_Work request_
How does the data below read from its first line through the line containing "#![allow(clippy::float_cmp)] // Test"? Print those lines exactly.

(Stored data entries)
= = = = =
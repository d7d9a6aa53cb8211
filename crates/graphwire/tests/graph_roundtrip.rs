// SPDX-License-Identifier: Apache-2.0 OR MIT
// Copyright (c) 2025-2026 naskel.com

#![allow(clippy::uninlined_format_args)] // Test/bench code readability over pedantic
#![allow(clippy::float_cmp)] // Test assertions with constants
#![allow(clippy::unreadable_literal)] // Large test constants
#![allow(clippy::missing_panics_doc)] // Tests/examples panic on failure
#![allow(clippy::items_after_statements)] // Test helpers
#![allow(clippy::too_many_lines)] // Example/test code
#![allow(clippy::wildcard_imports)] // Test utility imports
#![allow(clippy::similar_names)] // Test variable naming
#![allow(clippy::shadow_unrelated)] // Test scoping

//! Graph-mode round-trip tests: object graphs, sharing, cycles, resets,
//! hooks, and type negotiation.

use std::rc::Rc;
use std::sync::Arc;

use graphwire::{
    cast, cast_mut, node, ChannelAccumulator, ChannelDissipator, Error, GraphReader, GraphWriter,
    MemChannel, NodeRef, Portable, StreamConfig, TypeDirectory,
};

fn graph_writer(chan: &MemChannel, cfg: &StreamConfig) -> GraphWriter {
    GraphWriter::new(
        Box::new(ChannelAccumulator::new(chan.clone())),
        cfg.clone(),
    )
}

fn graph_reader(bytes: Vec<u8>, cfg: &StreamConfig, dir: &Arc<TypeDirectory>) -> GraphReader {
    GraphReader::new(
        Box::new(ChannelDissipator::new(std::io::Cursor::new(bytes))),
        cfg.clone(),
        dir.clone(),
    )
}

#[derive(Portable)]
struct Sensor {
    id: u32,
    value: f64,
    label: String,
    samples: Vec<f64>,
    online: bool,
}

#[test]
fn test_flat_struct_roundtrip() {
    let dir = Arc::new(TypeDirectory::new());
    dir.register::<Sensor>();

    let cfg = StreamConfig::default();
    let chan = MemChannel::new();
    let mut w = graph_writer(&chan, &cfg);
    let root = node(Sensor {
        id: 81,
        value: -2.75,
        label: "coolant/intake".to_string(),
        samples: vec![1.0, 2.5, 4.0],
        online: true,
    });
    w.write_node(Some(&root)).expect("write");
    w.flush().expect("flush");

    let mut r = graph_reader(chan.take(), &cfg, &dir);
    let back = r.read_node().expect("read").expect("non-null");
    let sensor = cast::<Sensor>(&back).expect("type");
    assert_eq!(sensor.id, 81);
    assert_eq!(sensor.value, -2.75);
    assert_eq!(sensor.label, "coolant/intake");
    assert_eq!(sensor.samples, vec![1.0, 2.5, 4.0]);
    assert!(sensor.online);
}

#[test]
fn test_null_roundtrip() {
    let dir = Arc::new(TypeDirectory::new());
    let cfg = StreamConfig::default();
    let chan = MemChannel::new();
    let mut w = graph_writer(&chan, &cfg);
    w.write_node(None).expect("write null");
    w.flush().expect("flush");

    let mut r = graph_reader(chan.take(), &cfg, &dir);
    assert!(r.read_node().expect("read").is_none());
}

#[derive(Portable)]
struct Pair {
    tag: i32,
    left: Option<NodeRef>,
    right: Option<NodeRef>,
}

#[test]
fn test_sharing_is_preserved() {
    let dir = Arc::new(TypeDirectory::new());
    dir.register::<Sensor>();
    dir.register::<Pair>();

    let shared = node(Sensor {
        id: 7,
        value: 1.5,
        label: "shared".to_string(),
        samples: Vec::new(),
        online: false,
    });
    let root = node(Pair {
        tag: 1,
        left: Some(shared.clone()),
        right: Some(shared),
    });

    let cfg = StreamConfig::default();
    let chan = MemChannel::new();
    let mut w = graph_writer(&chan, &cfg);
    w.write_node(Some(&root)).expect("write");
    w.flush().expect("flush");
    // One Pair plus one Sensor: exactly two handles, the second Sensor
    // sight is a back-reference.
    assert_eq!(w.handles_assigned(), 2);

    let mut r = graph_reader(chan.take(), &cfg, &dir);
    let back = r.read_node().expect("read").expect("non-null");
    let pair = cast::<Pair>(&back).expect("type");
    let left = pair.left.as_ref().expect("left");
    let right = pair.right.as_ref().expect("right");
    assert!(
        Rc::ptr_eq(left, right),
        "shared instance must come back as one instance"
    );
}

#[test]
fn test_self_referencing_cycle_terminates() {
    let dir = Arc::new(TypeDirectory::new());
    dir.register::<Pair>();

    let knot = node(Pair {
        tag: 9,
        left: None,
        right: None,
    });
    cast_mut::<Pair>(&knot).expect("type").left = Some(knot.clone());

    let cfg = StreamConfig::default();
    let chan = MemChannel::new();
    let mut w = graph_writer(&chan, &cfg);
    w.write_node(Some(&knot)).expect("write");
    w.flush().expect("flush");
    // Exactly one payload; the self-reference is a handle.
    assert_eq!(w.handles_assigned(), 1);

    let mut r = graph_reader(chan.take(), &cfg, &dir);
    let back = r.read_node().expect("read").expect("non-null");
    let inner = cast::<Pair>(&back)
        .expect("type")
        .left
        .as_ref()
        .expect("left")
        .clone();
    assert!(Rc::ptr_eq(&back, &inner), "result.left must be result");
}

#[test]
fn test_mutual_cycle_terminates() {
    let dir = Arc::new(TypeDirectory::new());
    dir.register::<Pair>();

    let a = node(Pair {
        tag: 1,
        left: None,
        right: None,
    });
    let b = node(Pair {
        tag: 2,
        left: Some(a.clone()),
        right: None,
    });
    cast_mut::<Pair>(&a).expect("type").left = Some(b.clone());

    let cfg = StreamConfig::default();
    let chan = MemChannel::new();
    let mut w = graph_writer(&chan, &cfg);
    w.write_node(Some(&a)).expect("write");
    w.flush().expect("flush");
    assert_eq!(w.handles_assigned(), 2, "two payloads for two objects");

    let mut r = graph_reader(chan.take(), &cfg, &dir);
    let a2 = r.read_node().expect("read").expect("non-null");
    let b2 = cast::<Pair>(&a2)
        .expect("type")
        .left
        .as_ref()
        .expect("a.left")
        .clone();
    let a3 = cast::<Pair>(&b2)
        .expect("type")
        .left
        .as_ref()
        .expect("b.left")
        .clone();
    assert!(Rc::ptr_eq(&a2, &a3), "cycle must close on the same instance");
    assert_eq!(cast::<Pair>(&b2).expect("type").tag, 2);
}

#[test]
fn test_repeated_roots_are_back_references() {
    let dir = Arc::new(TypeDirectory::new());
    dir.register::<Pair>();

    let a = node(Pair {
        tag: 4,
        left: None,
        right: None,
    });
    let b = node(Pair {
        tag: 5,
        left: None,
        right: None,
    });

    let cfg = StreamConfig::default();
    let chan = MemChannel::new();
    let mut w = graph_writer(&chan, &cfg);
    for root in [&a, &b, &a, &b] {
        w.write_node(Some(root)).expect("write");
    }
    w.flush().expect("flush");
    assert_eq!(w.handles_assigned(), 2);
    assert_eq!(w.types_negotiated(), 1, "type name travels once");

    let mut r = graph_reader(chan.take(), &cfg, &dir);
    let a1 = r.read_node().expect("read").expect("non-null");
    let b1 = r.read_node().expect("read").expect("non-null");
    let a2 = r.read_node().expect("read").expect("non-null");
    let b2 = r.read_node().expect("read").expect("non-null");
    assert!(Rc::ptr_eq(&a1, &a2));
    assert!(Rc::ptr_eq(&b1, &b2));
    assert!(!Rc::ptr_eq(&a1, &b1));
}

#[test]
fn test_handle_monotonicity_on_the_wire() {
    let dir = Arc::new(TypeDirectory::new());
    dir.register::<Pair>();

    let a = node(Pair {
        tag: 7,
        left: None,
        right: None,
    });
    let b = node(Pair {
        tag: 8,
        left: None,
        right: None,
    });

    let cfg = StreamConfig::default();
    let chan = MemChannel::new();
    let mut w = graph_writer(&chan, &cfg);
    w.write_node(Some(&a)).expect("write a");
    w.write_node(Some(&a)).expect("write a again");
    w.write_node(Some(&b)).expect("write b");
    w.write_node(Some(&b)).expect("write b again");
    w.flush().expect("flush");

    // Decode the raw protocol integers with the primitive surface.
    let mut r = graph_reader(chan.take(), &cfg, &dir);
    let type_wire = r.read_i32().expect("type slot") as u32;
    assert_eq!(
        type_wire,
        graphwire::wire::TYPE_BIT | graphwire::wire::FIRST_TYPE_ID,
        "first user type takes the first negotiated id"
    );
    let name_len = r.read_i32().expect("name length");
    let mut name = Vec::with_capacity(name_len as usize);
    for _ in 0..name_len {
        name.push(r.read_u8().expect("name byte"));
    }
    assert!(String::from_utf8(name).expect("utf8").ends_with("::Pair"));
    assert_eq!(r.read_i32().expect("tag"), 7);
    assert_eq!(r.read_i32().expect("left"), 0);
    assert_eq!(r.read_i32().expect("right"), 0);
    // Second sight of `a`: a bare back-reference, the first real handle.
    assert_eq!(
        r.read_i32().expect("back-ref a") as u32,
        graphwire::wire::FIRST_HANDLE
    );
    // `b` reuses the negotiated type id; no name follows.
    assert_eq!(r.read_i32().expect("type slot b") as u32, type_wire);
    assert_eq!(r.read_i32().expect("tag"), 8);
    assert_eq!(r.read_i32().expect("left"), 0);
    assert_eq!(r.read_i32().expect("right"), 0);
    // `b` got the next handle, strictly increasing with no reuse.
    assert_eq!(
        r.read_i32().expect("back-ref b") as u32,
        graphwire::wire::FIRST_HANDLE + 1
    );
}

#[test]
fn test_reset_isolation() {
    let dir = Arc::new(TypeDirectory::new());
    dir.register::<Pair>();

    let a = node(Pair {
        tag: 6,
        left: None,
        right: None,
    });

    let cfg = StreamConfig::default();
    let chan = MemChannel::new();
    let mut w = graph_writer(&chan, &cfg);
    w.write_node(Some(&a)).expect("write");
    w.reset();
    // Same reference-identical object after the reset: full payload again.
    w.write_node(Some(&a)).expect("write");
    w.flush().expect("flush");

    let mut r = graph_reader(chan.take(), &cfg, &dir);
    let first = r.read_node().expect("read").expect("non-null");
    let second = r.read_node().expect("read").expect("non-null");
    assert!(
        !Rc::ptr_eq(&first, &second),
        "post-reset payload must build a fresh instance"
    );
    assert_eq!(cast::<Pair>(&second).expect("type").tag, 6);
}

#[test]
fn test_shared_strings_roundtrip_identity() {
    let dir = Arc::new(TypeDirectory::new());
    let cfg = StreamConfig::default();
    let chan = MemChannel::new();
    let mut w = graph_writer(&chan, &cfg);

    let s: Rc<str> = Rc::from("interned-payload");
    w.write_shared_str(Some(&s)).expect("write");
    w.write_shared_str(Some(&s)).expect("write again");
    w.write_shared_str(None).expect("write null");
    w.flush().expect("flush");

    let mut r = graph_reader(chan.take(), &cfg, &dir);
    let s1 = r.read_shared_str().expect("read").expect("non-null");
    let s2 = r.read_shared_str().expect("read").expect("non-null");
    assert_eq!(&*s1, "interned-payload");
    assert!(Rc::ptr_eq(&s1, &s2), "identical handle, identical Rc");
    assert!(r.read_shared_str().expect("read").is_none());
}

#[derive(Portable)]
struct NodeList {
    items: Vec<Option<NodeRef>>,
}

#[test]
fn test_array_of_objects_with_shared_entry() {
    let dir = Arc::new(TypeDirectory::new());
    dir.register::<NodeList>();
    dir.register::<Pair>();

    let shared = node(Pair {
        tag: 3,
        left: None,
        right: None,
    });
    let root = node(NodeList {
        items: vec![Some(shared.clone()), None, Some(shared)],
    });

    let cfg = StreamConfig::default();
    let chan = MemChannel::new();
    let mut w = graph_writer(&chan, &cfg);
    w.write_node(Some(&root)).expect("write");
    w.flush().expect("flush");

    let mut r = graph_reader(chan.take(), &cfg, &dir);
    let back = r.read_node().expect("read").expect("non-null");
    let list = cast::<NodeList>(&back).expect("type");
    assert_eq!(list.items.len(), 3);
    assert!(list.items[1].is_none());
    let first = list.items[0].as_ref().expect("first");
    let third = list.items[2].as_ref().expect("third");
    assert!(Rc::ptr_eq(first, third));
}

#[test]
fn test_unknown_type_error_carries_name() {
    let registered = Arc::new(TypeDirectory::new());
    registered.register::<Sensor>();
    // The reading side never learned about Sensor.
    let bare = Arc::new(TypeDirectory::new());

    let cfg = StreamConfig::default();
    let chan = MemChannel::new();
    let mut w = graph_writer(&chan, &cfg);
    let root = node(Sensor {
        id: 1,
        value: 0.0,
        label: String::new(),
        samples: Vec::new(),
        online: false,
    });
    w.write_node(Some(&root)).expect("write");
    w.flush().expect("flush");

    let mut r = graph_reader(chan.take(), &cfg, &bare);
    let err = r.read_node().err().unwrap();
    match err {
        Error::UnknownType(name) => assert!(
            name.ends_with("::Sensor"),
            "offending name should be carried, got {name}"
        ),
        other => panic!("expected UnknownType, got {other}"),
    }
}

#[test]
fn test_root_primitive_arrays_with_headers() {
    let dir = Arc::new(TypeDirectory::new());
    let cfg = StreamConfig::default();
    let chan = MemChannel::new();
    let mut w = graph_writer(&chan, &cfg);
    let ints: Vec<i32> = (0..500).map(|i| i * 3).collect();
    let flags = [true, false, true];
    w.write_i32_array(&ints).expect("write ints");
    w.write_bool_array(&flags).expect("write bools");
    w.flush().expect("flush");

    let mut r = graph_reader(chan.take(), &cfg, &dir);
    let mut ints_back = vec![0i32; ints.len()];
    r.read_i32_array(&mut ints_back).expect("read ints");
    assert_eq!(ints_back, ints);
    let mut flags_back = [false; 3];
    r.read_bool_array(&mut flags_back).expect("read bools");
    assert_eq!(flags_back, flags);
}

#[test]
fn test_array_header_mismatch_is_fatal() {
    let dir = Arc::new(TypeDirectory::new());
    let cfg = StreamConfig::default();
    let chan = MemChannel::new();
    let mut w = graph_writer(&chan, &cfg);
    w.write_i32_array(&[1, 2, 3]).expect("write");
    w.flush().expect("flush");

    // Wrong declared length.
    let mut r = graph_reader(chan.contents(), &cfg, &dir);
    let mut short = [0i32; 2];
    assert!(matches!(
        r.read_i32_array(&mut short).unwrap_err(),
        Error::ArrayMismatch { .. }
    ));

    // Wrong declared kind.
    let mut r = graph_reader(chan.take(), &cfg, &dir);
    let mut wrong = [0i64; 3];
    assert!(matches!(
        r.read_i64_array(&mut wrong).unwrap_err(),
        Error::ArrayMismatch { .. }
    ));
}

#[test]
fn test_deep_graph_uses_small_buffers() {
    // A chain of 300 nodes through a tiny bunch budget: every control
    // integer crosses many flush boundaries.
    let dir = Arc::new(TypeDirectory::new());
    dir.register::<Pair>();

    let cfg = StreamConfig::with_buffer_bytes(48);
    let mut head = node(Pair {
        tag: 0,
        left: None,
        right: None,
    });
    for tag in 1..300 {
        head = node(Pair {
            tag,
            left: Some(head),
            right: None,
        });
    }

    let chan = MemChannel::new();
    let mut w = graph_writer(&chan, &cfg);
    w.write_node(Some(&head)).expect("write");
    w.flush().expect("flush");
    assert!(w.bunches_flushed() > 10, "tiny buffers must force bunches");

    let mut r = graph_reader(chan.take(), &cfg, &dir);
    let mut cursor = r.read_node().expect("read").expect("non-null");
    let mut expected_tag = 299;
    loop {
        let next = {
            let pair = cast::<Pair>(&cursor).expect("type");
            assert_eq!(pair.tag, expected_tag);
            pair.left.clone()
        };
        match next {
            Some(next) => {
                cursor = next;
                expected_tag -= 1;
            }
            None => break,
        }
    }
    assert_eq!(expected_tag, 0, "whole chain must be reachable");
}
= = = = =
_Expected answer_
repository d7d9a6aa53cb8211
filename crates/graphwire/tests/graph_roundtrip.rs
// SPDX-License-Identifier: Apache-2.0 OR MIT
// Copyright (c) 2025-2026 naskel.com

#![allow(clippy::uninlined_format_args)] // Test/bench code readability over pedantic
#![allow(clippy::float_cmp)] // Test assertions with constants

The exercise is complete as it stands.